▶ Exercise description
Copy, from the data below, every line that has "ErrorCode" in it.

-- Supplied data follows --

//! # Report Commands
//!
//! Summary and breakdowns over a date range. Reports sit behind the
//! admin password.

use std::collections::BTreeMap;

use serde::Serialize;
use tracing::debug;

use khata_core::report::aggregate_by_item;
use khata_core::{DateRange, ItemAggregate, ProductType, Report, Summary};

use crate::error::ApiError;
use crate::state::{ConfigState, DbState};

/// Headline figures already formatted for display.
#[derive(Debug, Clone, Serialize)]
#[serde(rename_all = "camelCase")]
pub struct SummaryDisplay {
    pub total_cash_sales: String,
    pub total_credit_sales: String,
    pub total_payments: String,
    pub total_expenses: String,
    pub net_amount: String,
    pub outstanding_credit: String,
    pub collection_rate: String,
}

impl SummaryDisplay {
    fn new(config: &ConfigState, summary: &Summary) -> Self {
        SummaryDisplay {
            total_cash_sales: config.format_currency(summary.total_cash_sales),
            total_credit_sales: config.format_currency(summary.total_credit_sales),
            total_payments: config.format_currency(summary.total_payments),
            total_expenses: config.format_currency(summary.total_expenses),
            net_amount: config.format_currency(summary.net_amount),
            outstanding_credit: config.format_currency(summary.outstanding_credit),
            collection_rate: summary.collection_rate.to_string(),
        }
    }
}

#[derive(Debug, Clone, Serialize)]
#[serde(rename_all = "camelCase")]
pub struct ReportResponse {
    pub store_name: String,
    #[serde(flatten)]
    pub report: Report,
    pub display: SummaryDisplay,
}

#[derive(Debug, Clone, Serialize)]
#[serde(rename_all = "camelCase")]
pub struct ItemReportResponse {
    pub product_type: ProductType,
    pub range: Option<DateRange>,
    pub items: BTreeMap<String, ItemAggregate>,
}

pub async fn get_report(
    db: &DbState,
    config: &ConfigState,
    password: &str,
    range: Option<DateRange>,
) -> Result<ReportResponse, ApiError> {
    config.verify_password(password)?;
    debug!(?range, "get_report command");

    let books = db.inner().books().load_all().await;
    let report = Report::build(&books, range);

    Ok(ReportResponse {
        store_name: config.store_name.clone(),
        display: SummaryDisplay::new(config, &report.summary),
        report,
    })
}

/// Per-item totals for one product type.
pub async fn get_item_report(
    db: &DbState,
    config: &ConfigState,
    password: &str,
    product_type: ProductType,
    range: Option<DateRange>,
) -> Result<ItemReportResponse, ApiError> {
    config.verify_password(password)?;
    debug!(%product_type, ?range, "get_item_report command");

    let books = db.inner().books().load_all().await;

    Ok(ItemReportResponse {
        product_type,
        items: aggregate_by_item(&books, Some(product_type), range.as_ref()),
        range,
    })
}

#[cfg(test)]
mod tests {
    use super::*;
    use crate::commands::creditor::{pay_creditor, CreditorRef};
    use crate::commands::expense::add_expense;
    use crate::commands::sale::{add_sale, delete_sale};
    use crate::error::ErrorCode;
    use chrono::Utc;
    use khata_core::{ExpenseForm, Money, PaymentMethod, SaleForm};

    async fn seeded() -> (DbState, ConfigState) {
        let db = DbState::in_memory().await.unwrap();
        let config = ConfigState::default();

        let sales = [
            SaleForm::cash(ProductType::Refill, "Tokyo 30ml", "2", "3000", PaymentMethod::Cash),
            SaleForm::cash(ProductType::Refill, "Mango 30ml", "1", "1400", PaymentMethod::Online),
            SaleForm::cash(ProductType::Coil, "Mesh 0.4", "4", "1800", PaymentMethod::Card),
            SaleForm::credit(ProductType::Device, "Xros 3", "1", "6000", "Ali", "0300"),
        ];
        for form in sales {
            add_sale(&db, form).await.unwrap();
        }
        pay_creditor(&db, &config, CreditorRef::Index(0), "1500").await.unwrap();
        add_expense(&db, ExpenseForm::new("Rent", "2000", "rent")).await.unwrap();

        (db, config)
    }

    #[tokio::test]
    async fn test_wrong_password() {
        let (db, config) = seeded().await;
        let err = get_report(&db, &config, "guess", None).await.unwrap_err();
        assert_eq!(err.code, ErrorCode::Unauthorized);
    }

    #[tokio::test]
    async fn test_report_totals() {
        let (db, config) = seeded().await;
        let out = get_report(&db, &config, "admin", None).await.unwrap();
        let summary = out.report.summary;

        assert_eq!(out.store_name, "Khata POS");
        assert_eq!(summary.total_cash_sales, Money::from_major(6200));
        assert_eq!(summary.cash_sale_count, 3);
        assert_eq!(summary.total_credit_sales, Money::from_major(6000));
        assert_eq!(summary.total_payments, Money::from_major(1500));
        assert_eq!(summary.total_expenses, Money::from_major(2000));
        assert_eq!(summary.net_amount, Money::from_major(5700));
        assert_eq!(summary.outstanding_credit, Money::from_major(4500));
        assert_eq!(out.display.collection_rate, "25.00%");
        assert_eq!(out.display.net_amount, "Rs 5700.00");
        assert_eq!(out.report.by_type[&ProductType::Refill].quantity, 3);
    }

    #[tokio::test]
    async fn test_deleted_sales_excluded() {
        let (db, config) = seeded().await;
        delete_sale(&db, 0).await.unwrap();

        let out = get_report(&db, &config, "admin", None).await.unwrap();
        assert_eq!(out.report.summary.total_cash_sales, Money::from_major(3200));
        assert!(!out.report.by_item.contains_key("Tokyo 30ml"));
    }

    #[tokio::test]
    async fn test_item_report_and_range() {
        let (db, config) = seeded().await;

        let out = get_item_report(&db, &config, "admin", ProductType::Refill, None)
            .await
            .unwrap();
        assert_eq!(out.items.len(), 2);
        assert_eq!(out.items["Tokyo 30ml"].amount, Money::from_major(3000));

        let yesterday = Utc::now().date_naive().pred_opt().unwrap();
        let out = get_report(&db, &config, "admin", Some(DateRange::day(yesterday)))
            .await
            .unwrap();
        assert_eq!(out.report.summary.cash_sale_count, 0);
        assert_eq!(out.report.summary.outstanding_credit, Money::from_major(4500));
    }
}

-- Supplied data concluded --
-- Supplied data follows --

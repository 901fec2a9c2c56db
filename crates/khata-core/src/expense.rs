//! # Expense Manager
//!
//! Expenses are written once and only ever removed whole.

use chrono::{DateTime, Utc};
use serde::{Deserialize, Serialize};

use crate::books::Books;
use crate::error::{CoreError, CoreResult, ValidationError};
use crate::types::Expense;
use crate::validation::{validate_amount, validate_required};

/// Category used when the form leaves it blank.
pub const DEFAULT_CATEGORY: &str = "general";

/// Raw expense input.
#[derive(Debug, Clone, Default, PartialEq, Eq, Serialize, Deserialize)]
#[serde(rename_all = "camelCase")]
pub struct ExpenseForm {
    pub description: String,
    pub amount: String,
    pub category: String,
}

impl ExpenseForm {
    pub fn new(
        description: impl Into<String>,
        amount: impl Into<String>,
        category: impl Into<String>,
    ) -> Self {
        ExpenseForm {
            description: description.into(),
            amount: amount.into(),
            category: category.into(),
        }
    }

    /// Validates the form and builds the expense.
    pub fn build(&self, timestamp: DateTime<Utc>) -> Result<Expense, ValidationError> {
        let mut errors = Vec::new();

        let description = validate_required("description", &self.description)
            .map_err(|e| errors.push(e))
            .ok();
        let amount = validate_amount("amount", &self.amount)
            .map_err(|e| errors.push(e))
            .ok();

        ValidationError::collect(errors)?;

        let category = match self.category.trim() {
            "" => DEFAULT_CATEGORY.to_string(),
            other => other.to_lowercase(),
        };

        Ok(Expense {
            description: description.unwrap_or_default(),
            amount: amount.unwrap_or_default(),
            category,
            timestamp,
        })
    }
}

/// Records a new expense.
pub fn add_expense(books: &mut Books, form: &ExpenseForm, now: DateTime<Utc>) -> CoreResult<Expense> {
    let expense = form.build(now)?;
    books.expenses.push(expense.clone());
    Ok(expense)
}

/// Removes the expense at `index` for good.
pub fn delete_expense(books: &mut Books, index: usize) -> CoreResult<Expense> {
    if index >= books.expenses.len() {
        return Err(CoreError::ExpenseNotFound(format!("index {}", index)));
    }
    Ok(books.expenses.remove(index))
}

-- Supplied data concluded --

▶ Result
    use crate::error::ErrorCode;
        assert_eq!(err.code, ErrorCode::Unauthorized);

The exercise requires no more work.